## [TASK DESCRIPTION]
The answer is a single figure: how many lines below contain the word "extinct".
- Opening Delimiter -
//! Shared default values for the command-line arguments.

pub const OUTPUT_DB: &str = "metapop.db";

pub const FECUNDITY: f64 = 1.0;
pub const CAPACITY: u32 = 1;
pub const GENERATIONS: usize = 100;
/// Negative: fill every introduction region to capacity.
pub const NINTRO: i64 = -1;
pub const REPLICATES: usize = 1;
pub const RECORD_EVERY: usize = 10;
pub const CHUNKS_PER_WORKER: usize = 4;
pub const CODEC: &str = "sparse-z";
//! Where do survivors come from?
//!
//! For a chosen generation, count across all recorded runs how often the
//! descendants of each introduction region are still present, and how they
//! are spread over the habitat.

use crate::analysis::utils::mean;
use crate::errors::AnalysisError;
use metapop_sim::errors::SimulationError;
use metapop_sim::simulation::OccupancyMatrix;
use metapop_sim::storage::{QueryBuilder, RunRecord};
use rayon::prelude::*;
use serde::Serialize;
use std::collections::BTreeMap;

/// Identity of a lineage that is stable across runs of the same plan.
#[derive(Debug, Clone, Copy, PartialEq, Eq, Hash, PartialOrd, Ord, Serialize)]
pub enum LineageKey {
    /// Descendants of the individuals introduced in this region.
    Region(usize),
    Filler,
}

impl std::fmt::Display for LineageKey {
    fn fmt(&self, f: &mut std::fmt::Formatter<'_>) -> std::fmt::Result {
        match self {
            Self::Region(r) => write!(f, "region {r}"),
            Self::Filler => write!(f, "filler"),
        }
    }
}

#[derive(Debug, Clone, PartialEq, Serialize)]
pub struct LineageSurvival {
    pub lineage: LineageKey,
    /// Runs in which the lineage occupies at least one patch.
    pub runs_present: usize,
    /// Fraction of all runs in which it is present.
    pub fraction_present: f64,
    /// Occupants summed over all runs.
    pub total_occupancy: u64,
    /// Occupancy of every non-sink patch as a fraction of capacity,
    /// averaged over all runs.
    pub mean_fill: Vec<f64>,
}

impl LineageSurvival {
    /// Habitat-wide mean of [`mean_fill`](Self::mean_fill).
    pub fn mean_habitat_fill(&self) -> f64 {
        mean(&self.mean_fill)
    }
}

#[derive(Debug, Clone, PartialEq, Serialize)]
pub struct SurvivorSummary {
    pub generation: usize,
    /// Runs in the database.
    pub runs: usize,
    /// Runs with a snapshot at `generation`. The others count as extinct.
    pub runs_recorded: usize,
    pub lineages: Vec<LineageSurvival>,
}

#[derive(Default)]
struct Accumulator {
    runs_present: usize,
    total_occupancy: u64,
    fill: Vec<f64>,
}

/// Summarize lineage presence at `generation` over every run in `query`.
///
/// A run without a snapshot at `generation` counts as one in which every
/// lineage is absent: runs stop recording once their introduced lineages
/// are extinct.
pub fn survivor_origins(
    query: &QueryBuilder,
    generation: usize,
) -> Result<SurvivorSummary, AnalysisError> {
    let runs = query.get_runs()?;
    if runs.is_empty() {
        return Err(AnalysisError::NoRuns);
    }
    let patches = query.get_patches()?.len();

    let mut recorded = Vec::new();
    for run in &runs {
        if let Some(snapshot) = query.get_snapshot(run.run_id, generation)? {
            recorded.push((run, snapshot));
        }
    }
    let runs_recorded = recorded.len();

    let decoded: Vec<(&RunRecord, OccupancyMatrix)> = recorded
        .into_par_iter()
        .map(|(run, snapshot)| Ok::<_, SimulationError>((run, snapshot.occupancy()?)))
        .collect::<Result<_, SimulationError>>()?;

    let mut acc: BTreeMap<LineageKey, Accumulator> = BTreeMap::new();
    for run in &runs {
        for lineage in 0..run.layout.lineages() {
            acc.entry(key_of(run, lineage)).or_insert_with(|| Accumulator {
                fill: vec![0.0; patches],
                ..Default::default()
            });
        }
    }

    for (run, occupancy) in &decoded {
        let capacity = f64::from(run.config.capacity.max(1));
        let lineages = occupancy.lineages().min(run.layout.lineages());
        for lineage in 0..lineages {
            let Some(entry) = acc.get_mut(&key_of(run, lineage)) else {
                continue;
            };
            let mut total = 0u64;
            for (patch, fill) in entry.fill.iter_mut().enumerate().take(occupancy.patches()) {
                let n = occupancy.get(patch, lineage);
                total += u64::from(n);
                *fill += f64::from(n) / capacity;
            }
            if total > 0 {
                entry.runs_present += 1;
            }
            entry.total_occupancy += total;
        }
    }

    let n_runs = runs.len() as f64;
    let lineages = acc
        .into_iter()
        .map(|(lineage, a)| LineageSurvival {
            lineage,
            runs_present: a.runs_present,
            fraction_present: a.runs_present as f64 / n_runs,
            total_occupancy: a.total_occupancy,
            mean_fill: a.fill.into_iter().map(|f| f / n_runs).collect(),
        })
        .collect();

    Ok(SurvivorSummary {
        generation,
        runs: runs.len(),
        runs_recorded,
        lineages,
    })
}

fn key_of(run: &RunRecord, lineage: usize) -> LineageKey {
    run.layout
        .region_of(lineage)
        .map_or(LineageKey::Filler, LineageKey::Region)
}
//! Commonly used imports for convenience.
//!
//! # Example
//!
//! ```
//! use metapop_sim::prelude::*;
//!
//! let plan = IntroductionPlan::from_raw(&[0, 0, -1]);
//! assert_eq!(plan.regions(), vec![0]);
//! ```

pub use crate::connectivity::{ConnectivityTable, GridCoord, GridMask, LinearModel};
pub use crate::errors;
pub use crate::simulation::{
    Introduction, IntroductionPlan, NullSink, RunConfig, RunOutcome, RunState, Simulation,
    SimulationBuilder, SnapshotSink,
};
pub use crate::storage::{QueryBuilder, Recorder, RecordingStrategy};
- Closing Delimiter -
## [RESPONSE AREA]
2